PRESENT:     The Honourable Madam Justice Tremblay-Lamer

 

 

BETWEEN:

DAVID R. JOLIVET

Applicant

and

 

THE ATTORNEY GENERAL OF CANADA

Respondent

 

 

REASONS FOR JUDGMENT AND JUDGMENT

 

[1]               This is an application pursuant to section 18.1 of the Federal Courts Act, R.S.C. 1985, c. F-7, for judicial review of a decision by the Senior Deputy Commissioner (“SDC”) of the Correctional Service of Canada (“CSC”) dismissing at the final level a grievance filed by David R. Jolivet (“the Applicant”). The grievance concerned the decision of the Warden of the Mountain Institution (“the Warden”) not to allow the Applicant to return to work as soon as some other inmates following a lockdown of the Mountain Institution.

 

BACKGROUND FACTS

 

[2]               The Applicant is an inmate at the Mountain Institution, a medium security penitentiary. He works as the institution’s Bleach Coordinator. He is classified as a medium security offender.

 

[3]               On March 29, 2008, there was a riot at the Mountain Institution, resulting in a shutdown of the penitentiary. The Applicant did not participate in the riot.

 

[4]               Following the shutdown, the Warden established a plan for a gradual return to a normal routine. Under that plan, inmates whose ratings of institutional adjustment were “low” were allowed to return to work on May 21, 2008. Inmates whose ratings of institutional adjustment were “moderate” were to resume work on June 17, 2008. However, the Applicant, whose rating of institutional adjustment was also “moderate,” was allowed to return to work on June 6, 2008.

 

[5]               During the shutdown and until his return to work, the Applicant was paid at half his usual daily wage, pursuant to paragraph 45(a)(2) of the Commissioner’s Directive (“CD”) 730.

 

[6]               In May 2008, upon learning that he would not be allowed to return to work at the same time as inmates with “low” ratings of institutional adjustment, the Applicant commenced a grievance process. He now seeks a judicial review of the final denial of his grievance.

 

[7]               The Senior Deputy Commissioner rejected the Applicant’s argument that the CD 730 does not provide for a partial shutdown. In his view, the word shutdown in paragraph 45(a) of that directive “encompasses all types of shutdowns, including partial shutdowns.” The Warden is responsible for “managing challenges as they arise in such a way as to return the institution to a safe and secure environment as soon as possible” after an incident, pursuant to paragraph 13(b) of the CD 567, as well as for the control of inmates, management of the penitentiary and the direction of its staff, pursuant to paragraphs (a) to (c) of section 4 of the Corrections and Conditional Release Regulations, SOR/92-620 (“CCRR”). It was thus open to him to establish a phased schedule for a return to normal following the riot at the Mountain Institution, and to determine that inmates who required more supervision, as demonstrated by higher institutional adjustment ratings, would not be allowed to return to work as fast as those who required less.

 

[8]               The sole issue in this case is whether the SDC erred in concluding that the Warden had the power to decide that inmates with higher institutional adjustment ratings would not be able to return to work at the same time as those whose ratings were “low.”

 

ANALYSIS

 

[9]               This issue concerns the Warden’s powers under the Corrections and Conditional Release Act, S.C. 1992, c. 20 (CCRA) and the CCRR, and is accordingly one of jurisdiction. The applicable standard of review is, therefore, correctness (Dunsmuir v. New-Brunswick, 2008 SCC 9, [2008] 1 S.C.R. 190, at par. 59).

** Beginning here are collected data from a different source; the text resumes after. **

impl ClusterCleaner {
    /// Cleaner on `client`; `prompter` decides whether to go on without machines API
    pub fn new(client: Client, cancel: CancellationToken, prompter: Arc<dyn Prompter>) -> Self {
        Self {
            client,
            cancel,
            prompter,
            delete_retry: RetryConfig::new(45, Duration::from_secs(5)).silent(),
            wait_retry: RetryConfig::new(45, Duration::from_secs(15)).silent(),
        }
    }

    /// Run the whole sequence in dependency order
    pub async fn delete_resources(&self) -> Result<()> {
        info!("[Destroy] Delete resources from the Kubernetes cluster");
        self.delete_deckhouse_deployment().await?;
        self.wait_for_deckhouse_deployment_deletion().await?;
        self.delete_load_balancers().await?;
        self.wait_for_load_balancers_deletion().await?;
        self.delete_storage_classes().await?;
        self.delete_pods_with_claims().await?;
        self.delete_claims().await?;
        self.wait_for_claims_deletion().await?;
        self.wait_for_volumes_deletion().await?;
        self.delete_machines().await
    }

    /// Foreground-delete the controller so it stops reconciling
    pub async fn delete_deckhouse_deployment(&self) -> Result<()> {
        let api: Api<Deployment> = Api::namespaced(self.client.clone(), DECKHOUSE_NAMESPACE);
        retry_loop(&self.delete_retry, "Delete Deckhouse", &self.cancel, || async {
            match api.delete(DECKHOUSE_NAME, &DeleteParams::foreground()).await {
                Ok(_) => Ok(()),
                Err(e) if is_not_found(&e) => Ok(()),
                Err(e) => Err(e.into()),
            }
        })
        .await
    }

    async fn wait_for_deckhouse_deployment_deletion(&self) -> Result<()> {
        let api: Api<Deployment> = Api::namespaced(self.client.clone(), DECKHOUSE_NAMESPACE);
        retry_loop(
            &RetryConfig::new(30, Duration::from_secs(5)).silent(),
            "Wait for Deckhouse Deployment deletion",
            &self.cancel,
            || async {
                match api.get_opt(DECKHOUSE_NAME).await? {
                    None => Ok(()),
                    Some(_) => Err(Error::kube_api(
                        "wait for deployment deletion",
                        "Deckhouse Deployment and its dependents are not deleted yet",
                    )),
                }
            },
        )
        .await
    }

    async fn delete_load_balancers(&self) -> Result<()> {
        let all: Api<Service> = Api::all(self.client.clone());
        retry_loop(&self.delete_retry, "Delete Services", &self.cancel, || async {
            for svc in all.list(&ListParams::default()).await?.items {
                if !is_load_balancer(&svc) {
                    continue;
                }
                let ns = svc.namespace().unwrap_or_default();
                let api: Api<Service> = Api::namespaced(self.client.clone(), &ns);
                api.delete(&svc.name_any(), &DeleteParams::default()).await?;
                info!("{}/{}", ns, svc.name_any());
            }
            Ok(())
        })
        .await
    }

    async fn wait_for_load_balancers_deletion(&self) -> Result<()> {
        let all: Api<Service> = Api::all(self.client.clone());
        retry_loop(&self.wait_retry, "Wait for Services deletion", &self.cancel, || async {
            let left: Vec<Service> = all
                .list(&ListParams::default())
                .await?
                .items
                .into_iter()
                .filter(is_load_balancer)
                .collect();
            if left.is_empty() {
                info!("All Services are deleted from the cluster");
                return Ok(());
            }
            let names: Vec<(String, String)> = left
                .iter()
                .map(|s| (s.namespace().unwrap_or_default(), s.name_any()))
                .collect();
            Err(Error::kube_api(
                "wait for services deletion",
                format!(
                    "{} Services left in the cluster\n{}",
                    left.len(),
                    listing(&names)
                ),
            ))
        })
        .await
    }

    async fn delete_storage_classes(&self) -> Result<()> {
        let api: Api<StorageClass> = Api::all(self.client.clone());
        retry_loop(&self.delete_retry, "Delete StorageClasses", &self.cancel, || async {
            api.delete_collection(&DeleteParams::default(), &ListParams::default())
                .await?;
            Ok(())
        })
        .await
    }

    async fn delete_pods_with_claims(&self) -> Result<()> {
        let all: Api<Pod> = Api::all(self.client.clone());
        retry_loop(&self.delete_retry, "Delete Pods", &self.cancel, || async {
            for pod in all.list(&ListParams::default()).await?.items {
                if !has_claim_volume(&pod) {
                    continue;
                }
                let ns = pod.namespace().unwrap_or_default();
                let api: Api<Pod> = Api::namespaced(self.client.clone(), &ns);
                match api.delete(&pod.name_any(), &DeleteParams::default()).await {
                    Ok(_) => info!("{}/{}", ns, pod.name_any()),
                    Err(e) => error!(pod = %pod.name_any(), namespace = %ns, error = %e, "Unable to delete pod"),
                }
            }
            Ok(())
        })
        .await
    }

    async fn delete_claims(&self) -> Result<()> {
        let all: Api<PersistentVolumeClaim> = Api::all(self.client.clone());
        retry_loop(&self.delete_retry, "Delete PersistentVolumeClaims", &self.cancel, || async {
            for claim in all.list(&ListParams::default()).await?.items {
                let ns = claim.namespace().unwrap_or_default();
                let api: Api<PersistentVolumeClaim> = Api::namespaced(self.client.clone(), &ns);
                api.delete(&claim.name_any(), &DeleteParams::default()).await?;
                info!("{}/{}", ns, claim.name_any());
            }
            Ok(())
        })
        .await
    }

    async fn wait_for_claims_deletion(&self) -> Result<()> {
        let all: Api<PersistentVolumeClaim> = Api::all(self.client.clone());
        retry_loop(
            &self.wait_retry,
            "Wait for PersistentVolumeClaims deletion",
            &self.cancel,
            || async {
                let claims = all.list(&ListParams::default()).await?.items;
                let bound = bound_claims(&claims);
                if bound.is_empty() {
                    info!("All PersistentVolumeClaims are deleted from the cluster");
                    return Ok(());
                }
                let rows: Vec<String> = claims
                    .iter()
                    .map(|c| format!("\t\t{} | {}", c.name_any(), claim_phase(c)))
                    .collect();
                Err(Error::kube_api(
                    "wait for claims deletion",
                    format!(
                        "{} PersistentVolumeClaims left in the cluster\n{}",
                        bound.len(),
                        rows.join("\n")
                    ),
                ))
            },
        )
        .await
    }

    async fn wait_for_volumes_deletion(&self) -> Result<()> {
        let api: Api<PersistentVolume> = Api::all(self.client.clone());
        retry_loop(
            &self.wait_retry,
            "Wait for PersistentVolumes deletion",
            &self.cancel,
            || async {
                let volumes = api.list(&ListParams::default()).await?.items;
                match remaining_volumes_report(&volumes) {
                    None => {
                        info!("All PersistentVolumes are deleted from the cluster");
                        Ok(())
                    }
                    Some(report) => Err(Error::kube_api("wait for volumes deletion", report)),
                }
            },
        )
        .await
    }

    async fn check_api(&self, kind: MachinesKind) -> Result<()> {
        retry_loop(
            &RetryConfig::new(5, Duration::from_secs(5)).silent(),
            &format!("Get Kubernetes cluster resources for {} group/version", kind.label()),
            &self.cancel,
            || async {
                let list = self.client.list_api_group_resources(kind.api_version()).await?;
                if machines_api_available(&list) {
                    Ok(())
                } else {
                    Err(Error::kube_api(
                        "discover machines api",
                        format!("Machine and MachineDeployment are not served by {}", kind.api_version()),
                    ))
                }
            },
        )
        .await
    }

    /// Delete MCM machines then Cluster API machines.
    ///
    /// When a machines API is not served the operator decides whether to go
    /// on with the next kind.
    pub async fn delete_machines(&self) -> Result<()> {
        delete_machines_with(self, &*self.prompter).await
    }

    fn dynamic(&self, kind: MachinesKind, resource_kind: &str) -> Api<DynamicObject> {
        let ar = build_api_resource(kind.api_version(), resource_kind);
        Api::all_with(self.client.clone(), &ar)
    }

    fn dynamic_in(&self, kind: MachinesKind, resource_kind: &str, ns: &str) -> Api<DynamicObject> {
        let ar = build_api_resource(kind.api_version(), resource_kind);
        Api::namespaced_with(self.client.clone(), ns, &ar)
    }

    async fn delete_machine_deployments(&self, kind: MachinesKind) -> Result<()> {
        let machines = self.dynamic(kind, "Machine");
        let deployments = self.dynamic(kind, "MachineDeployment");
        let patch = kind.force_patch();

        retry_loop(
            &RetryConfig::new(45, Duration::from_secs(5)),
            &format!("Delete {} MachineDeployments", kind.label()),
            &self.cancel,
            || async {
                for machine in machines.list(&ListParams::default()).await?.items {
                    let ns = machine.namespace().unwrap_or_default();
                    self.dynamic_in(kind, "Machine", &ns)
                        .patch(&machine.name_any(), &PatchParams::default(), &Patch::Merge(&patch))
                        .await
                        .map_err(|e| {
                            Error::kube_api(format!("patch machine {}", machine.name_any()), e.to_string())
                        })?;
                }
                for md in deployments.list(&ListParams::default()).await?.items {
                    let ns = md.namespace().unwrap_or_default();
                    self.dynamic_in(kind, "MachineDeployment", &ns)
                        .delete(&md.name_any(), &DeleteParams::default())
                        .await
                        .map_err(|e| {
                            Error::kube_api(
                                format!("delete machinedeployments {}", md.name_any()),
                                e.to_string(),
                            )
                        })?;
                    info!("{}/{}", ns, md.name_any());
                }
                Ok(())
            },
        )
        .await
    }

    async fn wait_for_machines_deletion(&self, kind: MachinesKind) -> Result<()> {
        let machines = self.dynamic(kind, "Machine");
        retry_loop(
            &self.wait_retry,
            &format!("Wait for {} Machines deletion", kind.label()),
            &self.cancel,
            || async {
                let items = machines.list(&ListParams::default()).await?.items;
                if items.is_empty() {
                    info!("All {} Machines are deleted from the cluster", kind.label());
                    return Ok(());
                }
                let names: Vec<(String, String)> = items
                    .iter()
                    .map(|m| (m.namespace().unwrap_or_default(), m.name_any()))
                    .collect();
                Err(Error::kube_api(
                    "wait for machines deletion",
                    format!(
                        "{} {} Machines left in the cluster\n{}",
                        items.len(),
                        kind.label(),
                        listing(&names)
                    ),
                ))
            },
        )
        .await
    }
}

[10]           The thrust of the Applicant’s argument is that the Warden exceeded his powers by creating “sub security Classifications within Medium Security.” Because the inmates at Mountain Institution are classified as medium security, to treat them differently according to the security risk they represent is contrary to the provisions of the CCRA establishing security classifications as well as to the statutory duty to act fairly which is incumbent upon the Warden. Furthermore, the Warden does not have the power to impose a partial shutdown of a penitentiary during which some, but not all, inmates are allowed to return to work. There must be either a complete shutdown or none at all.

 

[11]           The Applicant relies on Offender Redress Bulletins (“the Bulletins”)  issued by the Correctional Service of Canada (“CSC”) which, according to him, prohibit the use of institutional adjustment ratings “to increase or decrease Security Classification Levels in Medium Security Facilities.” He also relies on an internal CSC letter in which the Director of its Offender Redress Division expressed doubt as to whether the Warden’s actions were within his powers.

 

[12]           The Respondent argues that the Warden had the authority to modify inmates’ work routines, including by imposing a schedule of gradual return to work, pursuant to which inmates requiring less supervision resume work earlier. Being responsible for the health and safety of inmates and staff of the Mountain Institution, the Warden has a “broad discretion to develop plans that promote the objectives of the institution’s safety.” Exercising this discretion, the Warden could validly impose a “partial shutdown,” since the CD 730 does not qualify the term “shutdown” and does not require that it be a complete one.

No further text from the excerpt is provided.